150 anni fa un gruppo di laici bolognesi si assunse la responsabilità di organizzare una presenza visibile dei cattolici italiani in un’Italia che si andava costruendo fuori, se non contro, la Chiesa. Fu il germe dell’Azione cattolica italiana. Riuscì a portare frutti perché gerarchia e Santa Sede, tagliate fuori dai processi di rapida modernizzazione e secolarizzazione che attraversavano la società italiana, trovarono conveniente legittimare la nuova realtà. Dopo l’avvento del fascismo, che non tollerava organizzazioni autonome, l’Azione cattolica non subì la sorte di altre associazioni ecclesiali perché la Santa Sede trovò altrettanto conveniente assumerne la responsabilità diretta, riducendola, però, a collaboratrice dell’apostolato gerarchico. Eliminò ogni sua autonomia e con essa il rischio di vedere ridotta la piena autoreferenzialità della casta clericale.

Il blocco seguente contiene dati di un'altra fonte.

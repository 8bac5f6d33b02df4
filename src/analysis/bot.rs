use super::quartiles::{quartiles, QuartileError};
use crate::buffer::{AnalysisState, HistoryStore};
use crate::config::types::BotDetectionConfig;
use crate::notify::{IpReport, Notification, NotificationKind, Notifier};
use crate::record::{InputRecord, ServiceInput};
use chrono::{DateTime, Duration, Utc};
use rand::Rng;
use std::collections::HashMap;
use std::net::IpAddr;
use tracing::{debug, info};

/// Intervals needed in the sample before traffic is compared
pub const MIN_PREV_NUM_REQUESTS_SAMPLE_SIZE: usize = 10;
const BUFFER_CLEANUP_PROBABILITY: f64 = 0.1;
const BUFFER_CLEANUP_MAX_AGE_HOURS: i64 = 6;
const SUSPICIOUS_RECORDS_THRESHOLD: f64 = 0.9;
const SUSPICIOUS_RECORDS_MIN_REQUESTS: usize = 20;

#[derive(Debug, Default)]
struct IpCounter {
    count: usize,
    suspicious: usize,
}

/// Looks for traffic surges and outlier IP addresses in the records
/// collected since the previous check.
#[derive(Debug)]
pub struct BotAnalyzer {
    app_type: String,
    conf: BotDetectionConfig,
    interval: Duration,
    notifier: Notifier,
}

fn is_ignored_ip(ip: &IpAddr) -> bool {
    ip.is_loopback() || ip.is_unspecified()
}

impl BotAnalyzer {
    pub fn new(
        app_type: &str,
        conf: BotDetectionConfig,
        analysis_interval_secs: u64,
        notifier: Notifier,
    ) -> Self {
        Self {
            app_type: app_type.to_string(),
            conf,
            interval: Duration::seconds(analysis_interval_secs as i64),
            notifier,
        }
    }

    /// Never changes the record stream, only reports
    pub fn preprocess(&self, rec: InputRecord, history: &mut dyn HistoryStore) -> Vec<InputRecord> {
        if !rec.should_be_analyzed() {
            return vec![rec];
        }
        let now = rec.time();
        let mut state = history.take_state();
        match state.last_check {
            None => state.last_check = Some(now),
            Some(last_check) if now - last_check < self.interval => {}
            Some(last_check) => {
                self.check(&mut state, last_check, now, history);
                state.last_check = Some(now);
            }
        }
        history.set_state(state);
        vec![rec]
    }

    fn check(
        &self,
        state: &mut AnalysisState,
        last_check: DateTime<Utc>,
        now: DateTime<Utc>,
        history: &mut dyn HistoryStore,
    ) {
        let current = history.total_num_of_records_since(last_check);
        let prev_mean = if state.prev_nums.len() >= MIN_PREV_NUM_REQUESTS_SAMPLE_SIZE {
            state.prev_nums.mean()
        } else {
            None
        };
        let sample_size = state.prev_nums.add(current as u64);
        let Some(mean) = prev_mean else {
            debug!(
                app_type = %self.app_type,
                current,
                sample_size,
                "Previous requests sample not ready yet"
            );
            return;
        };

        let ratio = if mean > 0.0 { current as f64 / mean } else { 0.0 };
        debug!(
            app_type = %self.app_type,
            mean,
            current,
            ratio,
            "Checking for suspicious activity"
        );
        let surge = ratio >= self.conf.traffic_reporting_threshold;
        if surge {
            info!(
                app_type = %self.app_type,
                mean,
                current,
                ratio,
                "Found suspicious increase in traffic, going to report"
            );
            self.notifier.notify(
                Notification::new(
                    &self.app_type,
                    format!("logfeed for {}: suspicious increase in traffic", self.app_type),
                    NotificationKind::TrafficSurge {
                        ratio,
                        current,
                        mean,
                    },
                )
                .line(format!(
                    "previous (sampled): {}, current: {} (increase {:.2})",
                    mean as u64, current, ratio
                ))
                .line(format!("checking interval: {}s", self.interval.num_seconds()))
                .line(format!("last check: {}", last_check.to_rfc3339())),
            );
        }

        let counters = self.count_ips(last_check, history);
        self.report_suspicious(&counters, last_check);
        self.report_outliers(&counters, last_check, surge.then_some(ratio));

        if rand::rng().random::<f64>() < BUFFER_CLEANUP_PROBABILITY {
            let cutoff = now - Duration::hours(BUFFER_CLEANUP_MAX_AGE_HOURS);
            let removed = history.clear_old_records(cutoff);
            info!(app_type = %self.app_type, removed, "Performed buffer records cleanup");
        }
    }

    fn count_ips(
        &self,
        since: DateTime<Utc>,
        history: &dyn HistoryStore,
    ) -> HashMap<IpAddr, IpCounter> {
        let mut counters: HashMap<IpAddr, IpCounter> = HashMap::new();
        history.total_for_each(&mut |item| {
            if item.time() <= since {
                return;
            }
            let Some(ip) = item.client_ip() else {
                return;
            };
            if is_ignored_ip(&ip) {
                return;
            }
            let counter = counters.entry(ip).or_default();
            counter.count += 1;
            if item.is_suspicious() {
                counter.suspicious += 1;
            }
        });
        counters
    }

    fn report_suspicious(&self, counters: &HashMap<IpAddr, IpCounter>, last_check: DateTime<Utc>) {
        let mut ips: Vec<IpReport> = counters
            .iter()
            .filter(|(_, c)| {
                c.suspicious >= SUSPICIOUS_RECORDS_MIN_REQUESTS
                    && c.suspicious as f64 / c.count as f64 >= SUSPICIOUS_RECORDS_THRESHOLD
            })
            .map(|(ip, c)| self.ip_report(ip, c.count))
            .collect();
        if ips.is_empty() {
            return;
        }
        ips.sort_by(|a, b| b.count.cmp(&a.count));
        info!(app_type = %self.app_type, num_ips = ips.len(), "Found consistently suspicious IPs");
        let listing = ips.iter().map(|r| r.ip.as_str()).collect::<Vec<_>>().join(", ");
        self.notifier.notify(
            Notification::new(
                &self.app_type,
                format!("logfeed for {}: suspicious IP addresses detected", self.app_type),
                NotificationKind::SuspiciousIps { ips },
            )
            .line(format!("records with high ratio of suspicious requests: {}", listing))
            .line(format!("total requesting IPs: {}", counters.len()))
            .line(format!("last check: {}", last_check.to_rfc3339())),
        );
    }

    fn report_outliers(
        &self,
        counters: &HashMap<IpAddr, IpCounter>,
        last_check: DateTime<Utc>,
        surge_ratio: Option<f64>,
    ) {
        let mut counts: Vec<usize> = counters.values().map(|c| c.count).collect();
        counts.sort_unstable();
        let q = match quartiles(&counts) {
            Ok(q) => q,
            Err(QuartileError::TooSmallDataset(n)) => {
                debug!(app_type = %self.app_type, num_ips = n, "Too few IPs for outlier search");
                return;
            }
        };
        let threshold = self
            .conf
            .ip_outlier_min_freq
            .max((q.q3 + self.conf.ip_outlier_coeff * q.iqr()) as usize);
        let mut outliers: Vec<IpReport> = counters
            .iter()
            .filter(|(_, c)| c.count > threshold)
            .map(|(ip, c)| self.ip_report(ip, c.count))
            .collect();
        if outliers.is_empty() {
            return;
        }
        outliers.sort_by(|a, b| b.count.cmp(&a.count).then_with(|| a.ip.cmp(&b.ip)));
        info!(
            app_type = %self.app_type,
            threshold,
            num_outliers = outliers.len(),
            "Found outlier IP requests, going to report"
        );

        let mut notification = Notification::new(
            &self.app_type,
            format!("logfeed for {}: outlier IP addresses detected", self.app_type),
            NotificationKind::IpOutliers {
                threshold,
                outliers: outliers.clone(),
            },
        );
        if let Some(ratio) = surge_ratio {
            notification = notification.line(format!(
                "This report is supported with suspicious increase of traffic ({:.2}).",
                ratio
            ));
        }
        for o in &outliers {
            notification = notification.line(format!("{}: {} requests, known: {}", o.ip, o.count, o.known));
        }
        self.notifier.notify(
            notification
                .line(format!("total requesting IPs: {}", counters.len()))
                .line(format!("threshold: {} requests", threshold))
                .line(format!("last check: {}", last_check.to_rfc3339())),
        );
    }

    fn ip_report(&self, ip: &IpAddr, count: usize) -> IpReport {
        let ip = ip.to_string();
        let known = self.conf.blocklist_ip.contains(&ip);
        IpReport { ip, count, known }
    }
}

Quarant’anni fa la stessa operazione fu ripetuta all’interno del sommovimento epocale del sessantotto. Confortati dalla svolta conciliare, che aveva proclamato la Chiesa Popolo di Dio in cammino, gruppi di cattolici, che avevano preso sul serio quel rovesciamento della centralità della gerarchia, si assunsero la responsabilità di costruire esperienze di chiesa all’interno di quell’evento che, come sostiene Enzo Mazzi nel suo ultimo libro Cristianesimo ribelle, si era caratterizzato come gestazione planetaria della speranza. Ben altro che una sommossa di pochi esaltati o opportunisti come emerge da tanti commenti: il pianeta non fu più come prima.

Fra i tanti sessantotto che nella politica, nelle fabbriche, nei servizi, nella scuola, nella cultura tentarono di dare dignità e responsabilità ai dannati della terra, agli esclusi, alle plebi, contadine o proletarie, dichiarando tutte/i cittadini e non sudditi ce ne fu uno anche nella Chiesa cattolica. Furono in molti, consacrati e non, a sentirsi Popolo di Dio impegnati ad assumersi la responsabilità di cambiare: se addetti a ruoli ministeriali, recuperandone l’autentica funzione di servizio, se sparsi per società testimoniando che il Vangelo poteva essere realmente vissuto e non solo predicato. Fra di loro nacquero le Comunità di base: di base perché autoconvocate, di base perché gli esperti non avevano ruolo di leader, di base perché immerse nella fatica del vivere quotidiano.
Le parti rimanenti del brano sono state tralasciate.